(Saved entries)
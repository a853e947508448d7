//! # rs-layerwise
//!
//! Memory-bounded, layer-wise inference for message-passing models over
//! graphs too large to push through the whole model in one pass.
//!
//! ## Core Concept
//!
//! A multi-layer graph model normally runs every layer on one neighborhood
//! sample per target node. For full-graph inference that sample explodes, so
//! instead we:
//! - **Split the model**: trace its forward pass once and cut it into one
//!   independent function per layer, tracking which values cross layers
//! - **Run layer by layer**: compute layer `l` for every node before starting
//!   layer `l + 1`, keeping only the intermediate buffers still needed
//! - **Batch adaptively**: size node batches from observed memory use and
//!   shrink-and-retry on out-of-memory instead of aborting
//!
//! ## Example
//!
//! ```ignore
//! use std::sync::Arc;
//! use rs_layerwise::{CsrGraph, GraphSage, InferenceHelper, Value};
//! use rs_layerwise::engine::FixedBatchStrategy;
//!
//! let graph = Arc::new(CsrGraph::from_edges(5, &[(0, 1), (1, 2)])?);
//! let model = GraphSage::new(&[16, 32, 8], &candle_core::Device::Cpu)?;
//! let strategy = FixedBatchStrategy::new(1024, candle_core::Device::Cpu);
//! let mut helper = InferenceHelper::new(&model, strategy)?;
//! let out = helper.inference(&graph, vec![Value::Tensor(features)])?;
//! ```

pub mod compiler;
pub mod config;
pub mod engine;
pub mod ir;
pub mod model;
pub mod sampling;
pub mod trace;
pub mod utils;

// Re-exports for convenience
pub use compiler::{FunctionGenerator, LayerFn, Schema};
pub use config::{InferenceConfig, StrategyKind};
pub use engine::{AutoTuner, ComputeStrategy, InferenceHelper, Strategy};
pub use ir::{Graph, Value};
pub use model::{Component, ComponentRegistry, GraphSage, Traceable};
pub use sampling::{Batch, BatchDataSource, Block, CsrGraph, FullNeighborSampler};
pub use trace::SymbolicTracer;
pub use utils::{get_device, Device, DType, HostMemory};

/// Error types for the library
#[derive(thiserror::Error, Debug)]
pub enum LayerwiseError {
    #[error("Configuration error: {0}")]
    ConfigError(String),

    #[error("Argument count mismatch: model expects {expected} inputs, got {actual}")]
    ArityMismatch { expected: usize, actual: usize },

    #[error("Layer {layer} produced {actual} outputs but its schema declares {expected}")]
    OutputArityMismatch {
        layer: usize,
        expected: usize,
        actual: usize,
    },

    #[error("No per-layer block selections found; route each layer through `GetBlock`")]
    NoLayerBoundaries,

    #[error("Unresolved component: {0}")]
    UnresolvedComponent(String),

    #[error("Graph error: {0}")]
    GraphError(String),

    #[error("Evaluation error: {0}")]
    EvalError(String),

    #[error("Resource exhausted: {0}")]
    ResourceExhausted(String),

    #[error("Sampling error: {0}")]
    SamplingError(String),

    #[error("Coverage error: {0}")]
    CoverageError(String),

    #[error("IO error: {0}")]
    IoError(#[from] std::io::Error),

    #[error("Candle error: {0}")]
    CandleError(#[from] candle_core::Error),

    #[error("JSON parse error: {0}")]
    JsonError(#[from] serde_json::Error),
}

impl LayerwiseError {
    /// Whether the error reports the device running out of memory.
    ///
    /// Backend allocation failures surface as candle errors, so their
    /// messages are inspected as well.
    pub fn is_resource_exhaustion(&self) -> bool {
        match self {
            LayerwiseError::ResourceExhausted(_) => true,
            LayerwiseError::CandleError(e) => {
                let msg = e.to_string().to_lowercase();
                msg.contains("out of memory") || msg.contains("out_of_memory")
            }
            _ => false,
        }
    }

    /// Whether the error is an unrecoverable configuration problem.
    pub fn is_configuration(&self) -> bool {
        matches!(
            self,
            LayerwiseError::ConfigError(_)
                | LayerwiseError::ArityMismatch { .. }
                | LayerwiseError::OutputArityMismatch { .. }
                | LayerwiseError::NoLayerBoundaries
                | LayerwiseError::UnresolvedComponent(_)
        )
    }
}

pub type Result<T> = std::result::Result<T, LayerwiseError>;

## [What the task requires]
All lines in the data that contain the word "engine" should be copied.

## [Exercise response]
//! use rs_layerwise::engine::FixedBatchStrategy;
pub mod engine;
pub use engine::{AutoTuner, ComputeStrategy, InferenceHelper, Strategy};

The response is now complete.